6 Collision Exploration
6.1 General Analysis
We will start our collision exploration by looking at the boxplot distributions of accidents by month, quarter, weekday, and finally the hour. Moreover, you will find the total number of accidents by weekday (here is the description of the data). They each have their affiliated comments and interpretations in their tabset sections. Also, please do note that, for simplicity and clarity, our day of the week on the graph starts from Friday.
6.1.1 Boxplot: Monthly Accidents
#> `summarise()` regrouping output by 'date' (override with `.groups` argument)
In the first plot, we do see that the accidents as summer approeaches go up, particularly in June, we have the highest number of accidents as well as the highest variation in the number of accidents. The lowest median and variation is in August, which makes sense, as a lot of working people have their annual holidays and probably many people either travel outside the city or stay at home and do not commute as much. There is one date which has particularly low accidents in December, namely the 25th, hence Christmas, as many people celebrate it with their families. In terms of weekdays, it falls on a Wednesday explaining why we have such a low point for that day of the week.
6.1.2 Boxplot: Quarterly
#> `summarise()` regrouping output by 'date' (override with `.groups` argument)

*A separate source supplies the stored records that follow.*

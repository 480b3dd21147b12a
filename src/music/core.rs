//! Pitch names and their resolution to MIDI note numbers.

use crate::error::ParseError;
use std::str::FromStr;

/// Pitch classes of the chromatic scale.
///
/// Flats are folded into their sharp equivalents when parsing (`Bb` is
/// `ASharp`).
///
/// # Examples
///
/// ```
/// use windchime::music::core::Pitch;
///
/// assert_eq!(Pitch::A.to_midi_note(4), Some(69));
/// assert_eq!("Bb".parse::<Pitch>().unwrap(), Pitch::ASharp);
/// ```
#[derive(Debug, Clone, Copy, PartialEq, Eq, Hash)]
pub enum Pitch {
    C,
    CSharp,
    D,
    DSharp,
    E,
    F,
    FSharp,
    G,
    GSharp,
    A,
    ASharp,
    B,
}

impl Pitch {
    /// Returns the semitone offset from C (0-11) for this pitch class.
    ///
    /// # Examples
    ///
    /// ```
    /// use windchime::music::core::Pitch;
    ///
    /// assert_eq!(Pitch::C.semitone_offset(), 0);
    /// assert_eq!(Pitch::CSharp.semitone_offset(), 1);
    /// assert_eq!(Pitch::A.semitone_offset(), 9);
    /// ```
    pub fn semitone_offset(&self) -> u8 {
        match self {
            Pitch::C => 0,
            Pitch::CSharp => 1,
            Pitch::D => 2,
            Pitch::DSharp => 3,
            Pitch::E => 4,
            Pitch::F => 5,
            Pitch::FSharp => 6,
            Pitch::G => 7,
            Pitch::GSharp => 8,
            Pitch::A => 9,
            Pitch::ASharp => 10,
            Pitch::B => 11,
        }
    }

    /// The MIDI number of this pitch class in `octave`, without range checks.
    ///
    /// C-1 is 0, C4 (middle C) is 60, A4 is 69, G9 is 127 and B9 is 131.
    pub fn midi_number(&self, octave: i8) -> i32 {
        (i32::from(octave) + 1) * 12 + i32::from(self.semitone_offset())
    }

    /// Converts this pitch class and an octave to a MIDI note number.
    ///
    /// Returns `None` when the result would fall outside 0-127.
    ///
    /// # Examples
    ///
    /// ```
    /// use windchime::music::core::Pitch;
    ///
    /// assert_eq!(Pitch::C.to_midi_note(4), Some(60));
    /// assert_eq!(Pitch::G.to_midi_note(9), Some(127));
    /// assert_eq!(Pitch::A.to_midi_note(9), None);
    /// ```
    pub fn to_midi_note(&self, octave: i8) -> Option<u8> {
        u8::try_from(self.midi_number(octave))
            .ok()
            .filter(|m| *m <= 127)
    }
}

impl FromStr for Pitch {
    type Err = ParseError;

    fn from_str(s: &str) -> Result<Self, Self::Err> {
        match s.to_uppercase().as_str() {
            "C" => Ok(Pitch::C),
            "C#" | "DB" => Ok(Pitch::CSharp),
            "D" => Ok(Pitch::D),
            "D#" | "EB" => Ok(Pitch::DSharp),
            "E" | "FB" => Ok(Pitch::E),
            "F" | "E#" => Ok(Pitch::F),
            "F#" | "GB" => Ok(Pitch::FSharp),
            "G" => Ok(Pitch::G),
            "G#" | "AB" => Ok(Pitch::GSharp),
            "A" => Ok(Pitch::A),
            "A#" | "BB" => Ok(Pitch::ASharp),
            "B" => Ok(Pitch::B),
            _ => Err(ParseError::InvalidPitch(s.to_string())),
        }
    }
}

/// Converts a MIDI note number to a frequency in Hz (12-TET, A4 = 440 Hz).
///
/// Values above 127 are not rejected; they simply extrapolate the curve.
///
/// # Examples
///
/// ```
/// use windchime::music::core::midi_to_freq;
///
/// assert!((midi_to_freq(69) - 440.0).abs() < 1e-9);
/// assert!((midi_to_freq(60) - 261.63).abs() < 0.01);
/// ```
pub fn midi_to_freq(midi_note: u8) -> f64 {
    440.0 * 2.0_f64.powf((f64::from(midi_note) - 69.0) / 12.0)
}

/// Service that turns a pitch name into a MIDI note number.
///
/// [`ScaleTable`](crate::ScaleTable) resolution goes through this trait so
/// that applications can plug in their own naming scheme. Malformed names
/// must be reported as errors; callers do not substitute defaults.
///
/// The returned number is unbounded. Range enforcement happens once, after
/// the scale offset is applied.
pub trait PitchResolver {
    /// Resolves `name` to a MIDI note number.
    fn resolve(&self, name: &str) -> Result<i32, ParseError>;
}

impl<F> PitchResolver for F
where
    F: Fn(&str) -> Result<i32, ParseError>,
{
    fn resolve(&self, name: &str) -> Result<i32, ParseError> {
        self(name)
    }
}

/// Resolver for scientific pitch notation, e.g. `"C5"`, `"A#4"`, `"Bb3"`, `"C-1"`.
///
/// The format is `<pitch><octave>` where the pitch is a letter `A`-`G`
/// (case-insensitive) with an optional `#` or `b`, and the octave is a number
/// from -1 to 9. The octave is required. Names above G9 (`A9`, `B9`)
/// resolve to numbers above 127.
///
/// # Examples
///
/// ```
/// use windchime::music::core::{PitchResolver, ScientificPitch};
///
/// assert_eq!(ScientificPitch.resolve("A4"), Ok(69));
/// assert_eq!(ScientificPitch.resolve("A#4"), Ok(70));
/// assert_eq!(ScientificPitch.resolve("bb4"), Ok(70));
/// assert_eq!(ScientificPitch.resolve("A9"), Ok(129));
/// assert!(ScientificPitch.resolve("H4").is_err());
/// ```
#[derive(Debug, Clone, Copy, Default, PartialEq, Eq)]
pub struct ScientificPitch;

impl PitchResolver for ScientificPitch {
    fn resolve(&self, name: &str) -> Result<i32, ParseError> {
        if name.is_empty() {
            return Err(ParseError::Empty);
        }

        // The octave starts at the first digit or minus sign
        let octave_start = match name.chars().position(|c| c.is_ascii_digit() || c == '-') {
            Some(0) => return Err(ParseError::InvalidPitch(String::new())),
            Some(pos) => pos,
            None => return Err(ParseError::InvalidFormat(name.to_string())),
        };

        let (pitch_str, octave_str) = name.split_at(octave_start);
        let octave = octave_str
            .parse::<i8>()
            .map_err(|_| ParseError::InvalidOctave(octave_str.to_string()))?;
        if !(-1..=9).contains(&octave) {
            return Err(ParseError::InvalidOctave(octave_str.to_string()));
        }

        let pitch: Pitch = pitch_str.parse()?;
        Ok(pitch.midi_number(octave))
    }
}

In line with the first plot, the second plot, which shows the distribution of the accidents by quarter, tells us that the second quarter has had the highest number of observed accidents and we can see a decreasing trend from second quarter onwards. The variation seems to be the same among the 1st and 3rd quarter and then somewhat similar between the 2nd and 4th quarter, and we see that in the fourth quarter, which corresponds to fall, the total number of accidents have had the highest variation.
6.1.3 Boxplot: DayMonth
The third plot shows the total number of accidents by day of the month, generally, we can see that in the 12th day of the month as well as in the 14th and 17th we have peaks in accidents. This may not be extremely relevant if we consider what day of the week they correspond to, i.e. 14th could have been a weekday or a weekend during different months, nevertheless, it is interesting to see that there seems to be a peak every 3-4 days from 11th until the 26th.6.1.4 Boxplot: Weekday
#> `summarise()` regrouping output by 'date' (override with `.groups` argument)
The fourth plot showcases the accident by day of the week, in which we can see that most of the accidents happen on Friday and then this number drastically drops on Saturday to eventually reach its lowest on Sunday. Hence, the weekend seems to play a part in the total number of accidents. This is probably due to fewer people commuting over the weekends, as they may tend to stay inside, hence the rush on Fridays to get home, right before Saturday, increases the total number of accidents. Another possible explanation is that more people are away during the weekend hence explaining the lower number of accidents.
6.1.5 Barplot: Weekday
#> `summarise()` ungrouping output (override with `.groups` argument)
The interpretation of this plot is close to the last one in which, instead of the distribution of accident points, we see the total count. We can still observe that Saturday and Sunday have significantly lower values, while Friday has the highest number of total accidents.
It would be interesting to look at the number of accidents by the hour during the weekend and the weekday to see if there are any clear trends.
During the weekdays, we can see that from 8:00 to 17:00 we have the most accidents and the diminish going towards the evening. Particularly on Fridays, this number is higher, as there are the two usual peaks at 14:00 and 16:00. The pattern over the weekend fluctuates and only has one peak around 14:00 for both Saturday and Sundays. On Saturdays there is also one at 16:00, which is explainable as, unlike Sundays, on Saturdays many public places and shops are still open.
6.1.6 Single Vs Multiple Cars
Furthermore, we can look at the plots of single vs multiple car accidents considering the time dimension to dive even deeper.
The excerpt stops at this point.